Aim of the exercise:
Make a verbatim copy of all the records.

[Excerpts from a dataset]
★ ★ ★

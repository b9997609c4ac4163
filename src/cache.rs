//! Persisted embedding cache: one binary artifact plus a sibling lock file.
//!
//! The artifact carries the embedding model identifier, vector
//! dimensionality, the `content_hash → vector` map, and the fingerprints
//! of the sessions that were live when it was written. The model
//! identifier is a guard: a mismatch with the configured model discards
//! the whole artifact and triggers a rebuild.
//!
//! Writers serialise on an advisory OS file lock (flock) held on the lock
//! file, write the full new state to a temporary sibling, and atomically
//! rename it over the canonical path. Readers never take the lock: the
//! rename guarantees they observe either the complete previous state or
//! the complete new state.

use anyhow::{Context, Result};
use serde::{Deserialize, Serialize};
use std::collections::HashMap;
use std::fs::{File, OpenOptions};
use std::path::Path;
use tracing::warn;

/// On-disk cache state, serialised with bincode.
#[derive(Debug, Clone, Serialize, Deserialize, Default)]
pub struct CacheArtifact {
    /// Embedding model identifier the vectors were produced with.
    pub model: String,
    /// Vector dimensionality.
    pub dims: usize,
    /// Content-addressed vectors: `content_hash → unit-norm embedding`.
    pub vectors: HashMap<String, Vec<f32>>,
    /// Fingerprints of the sessions live at last persist.
    pub fingerprints: HashMap<String, String>,
}

impl CacheArtifact {
    pub fn empty(model: &str, dims: usize) -> CacheArtifact {
        CacheArtifact {
            model: model.to_string(),
            dims,
            vectors: HashMap::new(),
            fingerprints: HashMap::new(),
        }
    }
}

/// Load the persisted cache, discarding it on corruption or model mismatch.
///
/// Both failure modes cost one rebuild and are deliberately silent beyond
/// a warning: the cache is derived state.
pub fn load(cache_file: &Path, model: &str, dims: usize) -> CacheArtifact {
    let bytes = match std::fs::read(cache_file) {
        Ok(bytes) => bytes,
        Err(_) => return CacheArtifact::empty(model, dims),
    };

    let artifact: CacheArtifact = match bincode::deserialize(&bytes) {
        Ok(artifact) => artifact,
        Err(e) => {
            warn!(path = %cache_file.display(), error = %e, "Discarding corrupt embedding cache");
            return CacheArtifact::empty(model, dims);
        }
    };

    if artifact.model != model || artifact.dims != dims {
        warn!(
            cached_model = %artifact.model,
            configured_model = %model,
            "Embedding model changed, discarding cache"
        );
        return CacheArtifact::empty(model, dims);
    }

    artifact
}

/// Persist the full cache state atomically under the advisory lock.
pub fn save(cache_file: &Path, lock_file: &Path, artifact: &CacheArtifact) -> Result<()> {
    if let Some(parent) = cache_file.parent() {
        std::fs::create_dir_all(parent)
            .with_context(|| format!("Failed to create cache directory: {}", parent.display()))?;
    }

    let _lock = FileLock::acquire(lock_file)
        .with_context(|| format!("Failed to lock cache: {}", lock_file.display()))?;

    let bytes = bincode::serialize(artifact).context("Failed to encode embedding cache")?;

    let temp_file = cache_file.with_extension(format!("tmp.{}", std::process::id()));
    let write_result = (|| -> Result<()> {
        std::fs::write(&temp_file, &bytes)?;
        // Flush file contents before the rename makes them canonical.
        File::open(&temp_file)?.sync_all()?;
        std::fs::rename(&temp_file, cache_file)?;
        Ok(())
    })();

    if write_result.is_err() {
        let _ = std::fs::remove_file(&temp_file);
    }
    write_result.with_context(|| format!("Failed to persist cache: {}", cache_file.display()))
}

/// Advisory exclusive lock on a dedicated lock file, released on drop.
struct FileLock {
    _file: File,
}

impl FileLock {
    fn acquire(path: &Path) -> Result<FileLock> {
        let file = OpenOptions::new()
            .read(true)
            .write(true)
            .create(true)
            .truncate(false)
            .open(path)?;
        lock_exclusive(&file)?;
        Ok(FileLock { _file: file })
    }
}

impl Drop for FileLock {
    fn drop(&mut self) {
        let _ = unlock(&self._file);
    }
}

#[cfg(unix)]
fn lock_exclusive(file: &File) -> std::io::Result<()> {
    use std::os::fd::AsRawFd;
    const LOCK_EX: i32 = 2;
    let fd = file.as_raw_fd();
    // SAFETY: flock is called with a valid file descriptor and constant flags.
    let rc = unsafe { flock(fd, LOCK_EX) };
    if rc == 0 {
        Ok(())
    } else {
        Err(std::io::Error::last_os_error())
    }
}

#[cfg(unix)]
fn unlock(file: &File) -> std::io::Result<()> {
    use std::os::fd::AsRawFd;
    const LOCK_UN: i32 = 8;
    let fd = file.as_raw_fd();
    // SAFETY: flock is called with a valid file descriptor and constant flags.
    let rc = unsafe { flock(fd, LOCK_UN) };
    if rc == 0 {
        Ok(())
    } else {
        Err(std::io::Error::last_os_error())
    }
}

#[cfg(unix)]
extern "C" {
    fn flock(fd: i32, operation: i32) -> i32;
}

#[cfg(not(unix))]
fn lock_exclusive(_file: &File) -> std::io::Result<()> {
    // Atomic rename alone keeps readers consistent on non-Unix hosts.
    Ok(())
}

#[cfg(not(unix))]
fn unlock(_file: &File) -> std::io::Result<()> {
    Ok(())
}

★ ★ ★

Response for this exercise:
repository b9997609c4ac4163
filename src/cache.rs
//! Persisted embedding cache: one binary artifact plus a sibling lock file.
//!
//! The artifact carries the embedding model identifier, vector
//! dimensionality, the `content_hash → vector` map, and the fingerprints
//! of the sessions that were live when it was written. The model
//! identifier is a guard: a mismatch with the configured model discards
//! the whole artifact and triggers a rebuild.
//!
//! Writers serialise on an advisory OS file lock (flock) held on the lock
//! file, write the full new state to a temporary sibling, and atomically
//! rename it over the canonical path. Readers never take the lock: the
//! rename guarantees they observe either the complete previous state or
//! the complete new state.

use anyhow::{Context, Result};
use serde::{Deserialize, Serialize};
use std::collections::HashMap;
use std::fs::{File, OpenOptions};
use std::path::Path;
use tracing::warn;

/// On-disk cache state, serialised with bincode.
#[derive(Debug, Clone, Serialize, Deserialize, Default)]
pub struct CacheArtifact {
    /// Embedding model identifier the vectors were produced with.
    pub model: String,
    /// Vector dimensionality.
    pub dims: usize,
    /// Content-addressed vectors: `content_hash → unit-norm embedding`.
    pub vectors: HashMap<String, Vec<f32>>,
    /// Fingerprints of the sessions live at last persist.
    pub fingerprints: HashMap<String, String>,
}

impl CacheArtifact {
    pub fn empty(model: &str, dims: usize) -> CacheArtifact {
        CacheArtifact {
            model: model.to_string(),
            dims,
            vectors: HashMap::new(),
            fingerprints: HashMap::new(),
        }
    }
}

/// Load the persisted cache, discarding it on corruption or model mismatch.
///
/// Both failure modes cost one rebuild and are deliberately silent beyond
/// a warning: the cache is derived state.
pub fn load(cache_file: &Path, model: &str, dims: usize) -> CacheArtifact {
    let bytes = match std::fs::read(cache_file) {
        Ok(bytes) => bytes,
        Err(_) => return CacheArtifact::empty(model, dims),
    };

    let artifact: CacheArtifact = match bincode::deserialize(&bytes) {
        Ok(artifact) => artifact,
        Err(e) => {
            warn!(path = %cache_file.display(), error = %e, "Discarding corrupt embedding cache");
            return CacheArtifact::empty(model, dims);
        }
    };

    if artifact.model != model || artifact.dims != dims {
        warn!(
            cached_model = %artifact.model,
            configured_model = %model,
            "Embedding model changed, discarding cache"
        );
        return CacheArtifact::empty(model, dims);
    }

    artifact
}

/// Persist the full cache state atomically under the advisory lock.
pub fn save(cache_file: &Path, lock_file: &Path, artifact: &CacheArtifact) -> Result<()> {
    if let Some(parent) = cache_file.parent() {
        std::fs::create_dir_all(parent)
            .with_context(|| format!("Failed to create cache directory: {}", parent.display()))?;
    }

    let _lock = FileLock::acquire(lock_file)
        .with_context(|| format!("Failed to lock cache: {}", lock_file.display()))?;

    let bytes = bincode::serialize(artifact).context("Failed to encode embedding cache")?;

    let temp_file = cache_file.with_extension(format!("tmp.{}", std::process::id()));
    let write_result = (|| -> Result<()> {
        std::fs::write(&temp_file, &bytes)?;
        // Flush file contents before the rename makes them canonical.
        File::open(&temp_file)?.sync_all()?;
        std::fs::rename(&temp_file, cache_file)?;
        Ok(())
    })();

    if write_result.is_err() {
        let _ = std::fs::remove_file(&temp_file);
    }
    write_result.with_context(|| format!("Failed to persist cache: {}", cache_file.display()))
}

/// Advisory exclusive lock on a dedicated lock file, released on drop.
struct FileLock {
    _file: File,
}

impl FileLock {
    fn acquire(path: &Path) -> Result<FileLock> {
        let file = OpenOptions::new()
            .read(true)
            .write(true)
            .create(true)
            .truncate(false)
            .open(path)?;
        lock_exclusive(&file)?;
        Ok(FileLock { _file: file })
    }
}

impl Drop for FileLock {
    fn drop(&mut self) {
        let _ = unlock(&self._file);
    }
}

#[cfg(unix)]
fn lock_exclusive(file: &File) -> std::io::Result<()> {
    use std::os::fd::AsRawFd;
    const LOCK_EX: i32 = 2;
    let fd = file.as_raw_fd();
    // SAFETY: flock is called with a valid file descriptor and constant flags.
    let rc = unsafe { flock(fd, LOCK_EX) };
    if rc == 0 {
        Ok(())
    } else {
        Err(std::io::Error::last_os_error())
    }
}

#[cfg(unix)]
fn unlock(file: &File) -> std::io::Result<()> {
    use std::os::fd::AsRawFd;
    const LOCK_UN: i32 = 8;
    let fd = file.as_raw_fd();
    // SAFETY: flock is called with a valid file descriptor and constant flags.
    let rc = unsafe { flock(fd, LOCK_UN) };
    if rc == 0 {
        Ok(())
    } else {
        Err(std::io::Error::last_os_error())
    }
}

#[cfg(unix)]
extern "C" {
    fn flock(fd: i32, operation: i32) -> i32;
}

#[cfg(not(unix))]
fn lock_exclusive(_file: &File) -> std::io::Result<()> {
    // Atomic rename alone keeps readers consistent on non-Unix hosts.
    Ok(())
}

#[cfg(not(unix))]
fn unlock(_file: &File) -> std::io::Result<()> {
    Ok(())
}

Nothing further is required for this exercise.